My mother left shortly thereafter (as the tension coming off me was beyond palpable) and then all hell broke loose. I had me a class A, knock 'em down, shoot 'em out tantrum. All.Over.The.Kitchen... and then the bathroom ... and the stairwell. It ended with me in a puddle of tears, while re-making Stretch's bed (which had been recently pissed in by one of my cats). You know ... it is honestly amazing there has been no bloodshed here this week.

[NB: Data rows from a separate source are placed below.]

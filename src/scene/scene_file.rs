//! RON scene files
//!
//! A scene lists the static collision geometry of a level and where the
//! player starts:
//!
//! ```ron
//! Scene(
//!     name: "Courtyard",
//!     player_spawn: Some((0.0, 0.0, 6.0)),
//!     player_yaw: Some(0.0),
//!     colliders: [
//!         (shape: Plane(normal: (0.0, 1.0, 0.0), distance: 0.0), layers: ["ground"]),
//!         (shape: Box(center: (0.0, 1.5, -8.0), half_extents: (6.0, 1.5, 0.5))),
//!     ],
//! )
//! ```

use rogue_math::Vec3;
use rogue_physics::{Aabb, Collider, CollisionLayer, Plane, Sphere, StaticCollider};
use serde::{Deserialize, Serialize};
use std::fs;
use std::io;
use std::path::Path;

/// Shape of a static collider as written in a scene file
#[derive(Clone, Debug, PartialEq, Serialize, Deserialize)]
pub enum ShapeDef {
    /// Solid half-space below `normal · p = distance`
    Plane { normal: [f32; 3], distance: f32 },
    /// Axis-aligned box
    Box { center: [f32; 3], half_extents: [f32; 3] },
    Sphere { center: [f32; 3], radius: f32 },
}

impl ShapeDef {
    /// Reject shapes the collision tests cannot handle
    ///
    /// A plane needs a non-zero normal; sizes must be finite and non-negative.
    pub fn validate(&self) -> Result<(), SceneLoadError> {
        fn finite(v: &[f32]) -> bool {
            v.iter().all(|x| x.is_finite())
        }

        let problem = match self {
            ShapeDef::Plane { normal, distance } => {
                if !finite(normal) || !distance.is_finite() {
                    Some("plane has a non-finite value")
                } else if Vec3::from(*normal).length_squared() < f32::EPSILON {
                    Some("plane normal is zero")
                } else {
                    None
                }
            }
            ShapeDef::Box { center, half_extents } => {
                if !finite(center) || !finite(half_extents) {
                    Some("box has a non-finite value")
                } else if half_extents.iter().any(|h| *h < 0.0) {
                    Some("box half extents are negative")
                } else {
                    None
                }
            }
            ShapeDef::Sphere { center, radius } => {
                if !finite(center) || !radius.is_finite() {
                    Some("sphere has a non-finite value")
                } else if *radius < 0.0 {
                    Some("sphere radius is negative")
                } else {
                    None
                }
            }
        };
        match problem {
            Some(reason) => Err(SceneLoadError::InvalidShape(reason.to_string())),
            None => Ok(()),
        }
    }

    pub fn to_collider(&self) -> Collider {
        match self {
            ShapeDef::Plane { normal, distance } => {
                Collider::Plane(Plane::new(Vec3::from(*normal), *distance))
            }
            ShapeDef::Box { center, half_extents } => Collider::Aabb(Aabb::from_center_half_extents(
                Vec3::from(*center),
                Vec3::from(*half_extents),
            )),
            ShapeDef::Sphere { center, radius } => {
                Collider::Sphere(Sphere::new(Vec3::from(*center), *radius))
            }
        }
    }
}

fn default_layers() -> Vec<String> {
    vec!["static".to_string()]
}

/// A static collider entry
#[derive(Clone, Debug, PartialEq, Serialize, Deserialize)]
pub struct ColliderDef {
    pub shape: ShapeDef,
    /// Layer names; defaults to `["static"]`
    #[serde(default = "default_layers")]
    pub layers: Vec<String>,
}

impl ColliderDef {
    pub fn new(shape: ShapeDef, layers: &[&str]) -> Self {
        Self {
            shape,
            layers: layers.iter().map(|s| s.to_string()).collect(),
        }
    }

    pub fn to_static_collider(&self) -> Result<StaticCollider, SceneLoadError> {
        self.shape.validate()?;
        let layer = CollisionLayer::from_names(&self.layers).map_err(SceneLoadError::InvalidLayer)?;
        Ok(StaticCollider::new(self.shape.to_collider(), layer))
    }
}

/// A level: static geometry plus the player start
#[derive(Clone, Debug, PartialEq, Serialize, Deserialize)]
pub struct Scene {
    /// Scene name (for display/debugging)
    pub name: String,
    /// Player feet position [x, y, z]
    #[serde(default)]
    pub player_spawn: Option<[f32; 3]>,
    /// Initial body yaw in degrees (positive turns right)
    #[serde(default)]
    pub player_yaw: Option<f32>,
    #[serde(default)]
    pub colliders: Vec<ColliderDef>,
}

impl Scene {
    /// Create a new empty scene
    pub fn new(name: impl Into<String>) -> Self {
        Self {
            name: name.into(),
            player_spawn: None,
            player_yaw: None,
            colliders: Vec::new(),
        }
    }

    /// Load a scene from a RON file
    pub fn load<P: AsRef<Path>>(path: P) -> Result<Self, SceneLoadError> {
        let contents = fs::read_to_string(path)?;
        Self::from_ron_str(&contents)
    }

    /// Parse a scene from RON text and check its shapes and layer names
    pub fn from_ron_str(contents: &str) -> Result<Self, SceneLoadError> {
        let scene: Scene = ron::from_str(contents)?;
        for collider in &scene.colliders {
            collider.to_static_collider()?;
        }
        Ok(scene)
    }

    /// Set the player spawn position
    pub fn with_player_spawn(mut self, x: f32, y: f32, z: f32) -> Self {
        self.player_spawn = Some([x, y, z]);
        self
    }

    pub fn with_collider(mut self, collider: ColliderDef) -> Self {
        self.colliders.push(collider);
        self
    }

    /// Physics colliders for every entry
    pub fn static_colliders(&self) -> Result<Vec<StaticCollider>, SceneLoadError> {
        self.colliders.iter().map(ColliderDef::to_static_collider).collect()
    }
}

/// Error loading a scene
#[derive(Debug)]
pub enum SceneLoadError {
    /// IO error (file not found, permission denied, etc.)
    Io(io::Error),
    /// Parse error (invalid RON syntax)
    Parse(ron::error::SpannedError),
    /// Unknown collision layer name
    InvalidLayer(String),
    /// Degenerate collider shape
    InvalidShape(String),
}

impl From<io::Error> for SceneLoadError {
    fn from(e: io::Error) -> Self {
        SceneLoadError::Io(e)
    }
}

impl From<ron::error::SpannedError> for SceneLoadError {
    fn from(e: ron::error::SpannedError) -> Self {
        SceneLoadError::Parse(e)
    }
}

impl std::fmt::Display for SceneLoadError {
    fn fmt(&self, f: &mut std::fmt::Formatter<'_>) -> std::fmt::Result {
        match self {
            SceneLoadError::Io(e) => write!(f, "IO error: {}", e),
            SceneLoadError::Parse(e) => write!(f, "Parse error: {}", e),
            SceneLoadError::InvalidLayer(name) => write!(f, "Unknown collision layer: {}", name),
            SceneLoadError::InvalidShape(reason) => write!(f, "Invalid collider shape: {}", reason),
        }
    }
}

impl std::error::Error for SceneLoadError {}

#[cfg(test)]
mod tests {
    use super::*;

    const SCENE: &str = r#"
        Scene(
            name: "Test",
            player_spawn: Some((1.0, 2.0, 3.0)),
            colliders: [
                (shape: Plane(normal: (0.0, 1.0, 0.0), distance: 0.0), layers: ["ground"]),
                (shape: Box(center: (0.0, 1.0, -5.0), half_extents: (2.0, 1.0, 0.5))),
                (shape: Sphere(center: (3.0, 0.0, 0.0), radius: 1.0), layers: ["static", "trigger"]),
            ],
        )
    "#;

    #[test]
    fn test_parse_scene() {
        let scene = Scene::from_ron_str(SCENE).unwrap();
        assert_eq!(scene.name, "Test");
        assert_eq!(scene.player_spawn, Some([1.0, 2.0, 3.0]));
        assert_eq!(scene.player_yaw, None);
        assert_eq!(scene.colliders.len(), 3);
        assert_eq!(scene.colliders[1].layers, vec!["static".to_string()]);
    }

    #[test]
    fn test_static_colliders_layers() {
        let colliders = Scene::from_ron_str(SCENE).unwrap().static_colliders().unwrap();
        assert_eq!(colliders[0].layer, CollisionLayer::GROUND);
        assert_eq!(colliders[1].layer, CollisionLayer::STATIC);
        assert_eq!(colliders[2].layer, CollisionLayer::STATIC | CollisionLayer::TRIGGER);
        match colliders[1].collider {
            Collider::Aabb(aabb) => assert_eq!(aabb.min, Vec3::new(-2.0, 0.0, -5.5)),
            other => panic!("Expected box, got {:?}", other),
        }
    }

    #[test]
    fn test_unknown_layer_is_error() {
        let text = r#"Scene(name: "Bad", colliders: [(shape: Sphere(center: (0.0, 0.0, 0.0), radius: 1.0), layers: ["lava"])])"#;
        match Scene::from_ron_str(text) {
            Err(SceneLoadError::InvalidLayer(name)) => assert_eq!(name, "lava"),
            other => panic!("Expected InvalidLayer, got {:?}", other),
        }
    }

    #[test]
    fn test_zero_plane_normal_is_error() {
        let text = r#"Scene(name: "Flat", colliders: [(shape: Plane(normal: (0.0, 0.0, 0.0), distance: 0.0), layers: ["ground"])])"#;
        match Scene::from_ron_str(text) {
            Err(SceneLoadError::InvalidShape(reason)) => assert!(reason.contains("normal"), "{}", reason),
            other => panic!("Expected InvalidShape, got {:?}", other),
        }
    }

    #[test]
    fn test_degenerate_shapes_rejected() {
        let bad = [
            ShapeDef::Sphere { center: [0.0, 0.0, 0.0], radius: -1.0 },
            ShapeDef::Box { center: [0.0, f32::NAN, 0.0], half_extents: [1.0, 1.0, 1.0] },
            ShapeDef::Box { center: [0.0, 0.0, 0.0], half_extents: [1.0, -1.0, 1.0] },
        ];
        for shape in bad {
            let scene = Scene::new("Bad").with_collider(ColliderDef::new(shape.clone(), &["static"]));
            assert!(
                matches!(scene.static_colliders(), Err(SceneLoadError::InvalidShape(_))),
                "{:?} should be rejected",
                shape
            );
        }
        // A tilted, unnormalised plane is fine
        assert!(ShapeDef::Plane { normal: [0.0, 2.0, 2.0], distance: 1.0 }.validate().is_ok());
    }

    #[test]
    fn test_parse_error() {
        assert!(matches!(Scene::from_ron_str("Scene(name: )"), Err(SceneLoadError::Parse(_))));
    }

    #[test]
    fn test_missing_file() {
        assert!(matches!(Scene::load("does/not/exist.ron"), Err(SceneLoadError::Io(_))));
    }

    #[test]
    fn test_round_trip_through_ron() {
        let scene = Scene::new("Built")
            .with_player_spawn(0.0, 1.0, 0.0)
            .with_collider(ColliderDef::new(
                ShapeDef::Plane { normal: [0.0, 1.0, 0.0], distance: 0.0 },
                &["ground"],
            ));
        let text = ron::ser::to_string(&scene).unwrap();
        assert_eq!(Scene::from_ron_str(&text).unwrap(), scene);
    }
}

A normal, well adjusted human being would simply have said (and likely eons ago) in a sane and calm way that they required some cash contribution for the holiday meals. Would simply have stated that there needed to be a larger contribution from the various
parasites other dwellers of the home going forward. That winter was upon us and expenses were up, while incomes were dwindling, and the hard cold fact of the matter is that NOBODY can live for $400 per month - with a minimum of one hot meal per day, along with power, cable, internet and heat (well ... while it all remains turned on ... that is subject to changes fairly soon, I'm thinking) included - anywhere in this province. NOBODY! So, get off your ass and ante up ... or trip the fuck out! I have rented that place in the past for $550 and NOT had to feed the occupants. I would perhaps not be so venomous if I wasn't watching her spend money like it was going right out of style for the past 2 months. Or perhaps if we were not dragging ourselves through another winter ... on our faces ... by our eyelashes.
I think I have broken something inside my head ... it is leaking again.
I really want to bludgeon something.
My wish upon a star right now would be that we could sell this albatross of a house and be able to get the hell out of hell. It kills me to think I am going to lose ... after everything we have suffered through these past 5 years ... to lose now would seriously suck - especially since we worked so hard, flipping houses & sacrificing things like vacations and such just to GET here. But, I swear it ... I would even consider renting for a year or so just to get out from underneath of this ... and away from my mother. I really don't know if the relationship is salvageable ... but I guaranty that it doesn't have a chance as long as we keep doing THIS!
Geez ... aren't I just a merry little ray of sunshine? Happy freakin' New Year, right? Does it help to know that I am PMSing like crazy? No? Oh well.